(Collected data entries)

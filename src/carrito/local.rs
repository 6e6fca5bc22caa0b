use std::sync::Arc;

use async_trait::async_trait;
use tracing::{debug, warn};

use super::dto::ItemCarrito;
use super::{validar_fusion, CartBackend};
use crate::error::Result;
use crate::productos::Producto;
use crate::storage::{Store, CART_KEY};

/// Anonymous cart kept in the local store under `CART_KEY`.
#[derive(Clone)]
pub struct LocalCart {
    store: Arc<dyn Store>,
}

impl LocalCart {
    pub fn new(store: Arc<dyn Store>) -> Self {
        Self { store }
    }

    async fn save(&self, items: &[ItemCarrito]) -> Result<()> {
        let json = serde_json::to_string(items)?;
        self.store.set(CART_KEY, &json).await?;
        Ok(())
    }
}

#[async_trait]
impl CartBackend for LocalCart {
    async fn items(&self) -> Result<Vec<ItemCarrito>> {
        let Some(raw) = self.store.get(CART_KEY).await? else {
            return Ok(Vec::new());
        };
        match serde_json::from_str::<Vec<ItemCarrito>>(&raw) {
            Ok(items) => Ok(items),
            Err(e) => {
                warn!(error = %e, "stored cart is unreadable; starting empty");
                Ok(Vec::new())
            }
        }
    }

    async fn add(&self, producto: &Producto, cantidad: u32) -> Result<()> {
        let mut items = self.items().await?;
        validar_fusion(&items, producto, cantidad)?;
        match items.iter_mut().find(|i| i.producto.id == producto.id) {
            Some(item) => {
                item.cantidad += cantidad;
                item.producto = producto.clone();
            }
            None => items.push(ItemCarrito {
                producto: producto.clone(),
                cantidad,
            }),
        }
        self.save(&items).await?;
        debug!(producto_id = producto.id, cantidad, "local cart add");
        Ok(())
    }

    async fn remove(&self, producto_id: i64) -> Result<()> {
        let mut items = self.items().await?;
        items.retain(|i| i.producto.id != producto_id);
        self.save(&items).await
    }

    async fn clear(&self) -> Result<()> {
        self.store.delete(CART_KEY).await?;
        Ok(())
    }
}
mod nav;

use std::sync::Arc;

use serde::{Deserialize, Serialize};
use tokio::sync::watch;
use tracing::{info, instrument, warn};

pub use nav::{Navegacion, Vista};

use crate::error::Result;
use crate::http::ApiClient;
use crate::storage::{Store, SESSION_KEY};
use crate::usuarios::{self, Usuario};

/// What is persisted under `SESSION_KEY`: the user record as the backend
/// returned it, plus the bearer token when one was issued.
#[derive(Debug, Clone, Serialize, Deserialize, PartialEq)]
pub struct RegistroSesion {
    #[serde(flatten)]
    pub usuario: Usuario,
    #[serde(default, skip_serializing_if = "Option::is_none")]
    pub token: Option<String>,
}

/// The logged-in user, if any. Changes are published on a watch channel so
/// dependent views re-evaluate without a reload.
#[derive(Clone)]
pub struct Session {
    inner: Arc<Inner>,
}

struct Inner {
    store: Arc<dyn Store>,
    api: ApiClient,
    tx: watch::Sender<Option<RegistroSesion>>,
}

impl Session {
    /// Reads the persisted record; absent or unreadable means logged out.
    pub async fn load(store: Arc<dyn Store>, api: ApiClient) -> Self {
        let registro = match store.get(SESSION_KEY).await {
            Ok(Some(raw)) => match serde_json::from_str::<RegistroSesion>(&raw) {
                Ok(r) => Some(r),
                Err(e) => {
                    warn!(error = %e, "stored session is unreadable; logged out");
                    None
                }
            },
            Ok(None) => None,
            Err(e) => {
                warn!(error = %e, "could not read stored session; logged out");
                None
            }
        };
        api.set_bearer(registro.as_ref().and_then(|r| r.token.clone()));
        let (tx, _) = watch::channel(registro);
        Self {
            inner: Arc::new(Inner { store, api, tx }),
        }
    }

    pub fn usuario(&self) -> Option<Usuario> {
        self.inner.tx.borrow().as_ref().map(|r| r.usuario.clone())
    }

    pub fn is_authenticated(&self) -> bool {
        self.inner.tx.borrow().is_some()
    }

    pub fn is_privileged(&self) -> bool {
        self.inner
            .tx
            .borrow()
            .as_ref()
            .is_some_and(|r| r.usuario.rol.es_privilegiado())
    }

    pub fn navegacion(&self) -> Navegacion {
        Navegacion::para(self.usuario().as_ref())
    }

    pub fn subscribe(&self) -> watch::Receiver<Option<RegistroSesion>> {
        self.inner.tx.subscribe()
    }

    /// Persists `registro`, installs its token and notifies subscribers.
    pub async fn start(&self, registro: RegistroSesion) -> Result<()> {
        let json = serde_json::to_string(&registro)?;
        self.inner.store.set(SESSION_KEY, &json).await?;
        self.inner.api.set_bearer(registro.token.clone());
        self.inner.tx.send_replace(Some(registro));
        Ok(())
    }

    /// Logs in against the backend and returns the view to land on.
    #[instrument(skip(self, contrasena))]
    pub async fn login(&self, email: &str, contrasena: &str) -> Result<Vista> {
        let usuario = usuarios::login(&self.inner.api, email, contrasena).await?;

        let token = match usuarios::obtener_token(&self.inner.api, &usuario.email, contrasena).await
        {
            Ok(auth) => Some(auth.token),
            Err(e) => {
                warn!(error = %e, "no bearer token issued; continuing without it");
                None
            }
        };

        let destino = Vista::tras_login(&usuario);
        info!(user_id = usuario.id, ?destino, "session started");
        self.start(RegistroSesion { usuario, token }).await?;
        Ok(destino)
    }

    /// Drops the persisted record and returns to the home view.
    #[instrument(skip(self))]
    pub async fn logout(&self) -> Result<Vista> {
        self.inner.store.delete(SESSION_KEY).await?;
        self.inner.api.set_bearer(None);
        self.inner.tx.send_replace(None);
        info!("session closed");
        Ok(Vista::Inicio)
    }
}
use serde::{Deserialize, Serialize};
use time::PrimitiveDateTime;

use crate::carrito::ItemCarrito;
use crate::productos::Producto;

/// IVA rate in percent. Catalogue prices already include it.
pub const IVA_PCT: i64 = 19;

/// A completed sale (the receipt), as returned by `POST /ventas`.
#[derive(Debug, Clone, Deserialize, Serialize, PartialEq)]
#[serde(rename_all = "camelCase")]
pub struct Venta {
    pub id: i64,
    #[serde(default, with = "crate::fecha::opcional")]
    pub fecha: Option<PrimitiveDateTime>,
    pub total: i64,
    #[serde(default)]
    pub monto_neto: i64,
    #[serde(default)]
    pub monto_iva: i64,
    #[serde(default)]
    pub detalles: Vec<DetalleVenta>,
}

#[derive(Debug, Clone, Deserialize, Serialize, PartialEq)]
#[serde(rename_all = "camelCase")]
pub struct DetalleVenta {
    #[serde(default)]
    pub id: Option<i64>,
    pub producto: Producto,
    pub cantidad: u32,
    /// Price at the time of the sale.
    #[serde(default)]
    pub precio_unitario: Option<i64>,
    pub subtotal: i64,
}

#[derive(Debug, Clone, Serialize, PartialEq, Eq)]
#[serde(rename_all = "camelCase")]
pub struct ItemCompra {
    pub producto_id: i64,
    pub cantidad: u32,
}

#[derive(Debug, Clone, Serialize, PartialEq, Eq)]
pub struct CompraRequest {
    pub items: Vec<ItemCompra>,
}

impl CompraRequest {
    pub fn desde_carrito(items: &[ItemCarrito]) -> Self {
        Self {
            items: items
                .iter()
                .map(|i| ItemCompra {
                    producto_id: i.producto.id,
                    cantidad: i.cantidad,
                })
                .collect(),
        }
    }
}

/// Net/IVA split of an IVA-inclusive total.
#[derive(Debug, Clone, Copy, PartialEq, Eq)]
pub struct Desglose {
    pub neto: i64,
    pub iva: i64,
    pub total: i64,
}

impl Desglose {
    /// neto = round(total / 1.19), half up; iva takes the remainder.
    pub fn desde_total(total: i64) -> Self {
        let divisor = 100 + IVA_PCT;
        let neto = (total * 200 + divisor).div_euclid(2 * divisor);
        Self {
            neto,
            iva: total - neto,
            total,
        }
    }
}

▸ **Work item**
Of the entries listed above, reproduce only the lines starting at the line containing "A completed sale" and ending at the line containing "an IVA-inclusive total.". Include both, exactly as they stand.

▸ **Result of this task**
/// A completed sale (the receipt), as returned by `POST /ventas`.
#[derive(Debug, Clone, Deserialize, Serialize, PartialEq)]
#[serde(rename_all = "camelCase")]
pub struct Venta {
    pub id: i64,
    #[serde(default, with = "crate::fecha::opcional")]
    pub fecha: Option<PrimitiveDateTime>,
    pub total: i64,
    #[serde(default)]
    pub monto_neto: i64,
    #[serde(default)]
    pub monto_iva: i64,
    #[serde(default)]
    pub detalles: Vec<DetalleVenta>,
}

#[derive(Debug, Clone, Deserialize, Serialize, PartialEq)]
#[serde(rename_all = "camelCase")]
pub struct DetalleVenta {
    #[serde(default)]
    pub id: Option<i64>,
    pub producto: Producto,
    pub cantidad: u32,
    /// Price at the time of the sale.
    #[serde(default)]
    pub precio_unitario: Option<i64>,
    pub subtotal: i64,
}

#[derive(Debug, Clone, Serialize, PartialEq, Eq)]
#[serde(rename_all = "camelCase")]
pub struct ItemCompra {
    pub producto_id: i64,
    pub cantidad: u32,
}

#[derive(Debug, Clone, Serialize, PartialEq, Eq)]
pub struct CompraRequest {
    pub items: Vec<ItemCompra>,
}

impl CompraRequest {
    pub fn desde_carrito(items: &[ItemCarrito]) -> Self {
        Self {
            items: items
                .iter()
                .map(|i| ItemCompra {
                    producto_id: i.producto.id,
                    cantidad: i.cantidad,
                })
                .collect(),
        }
    }
}

/// Net/IVA split of an IVA-inclusive total.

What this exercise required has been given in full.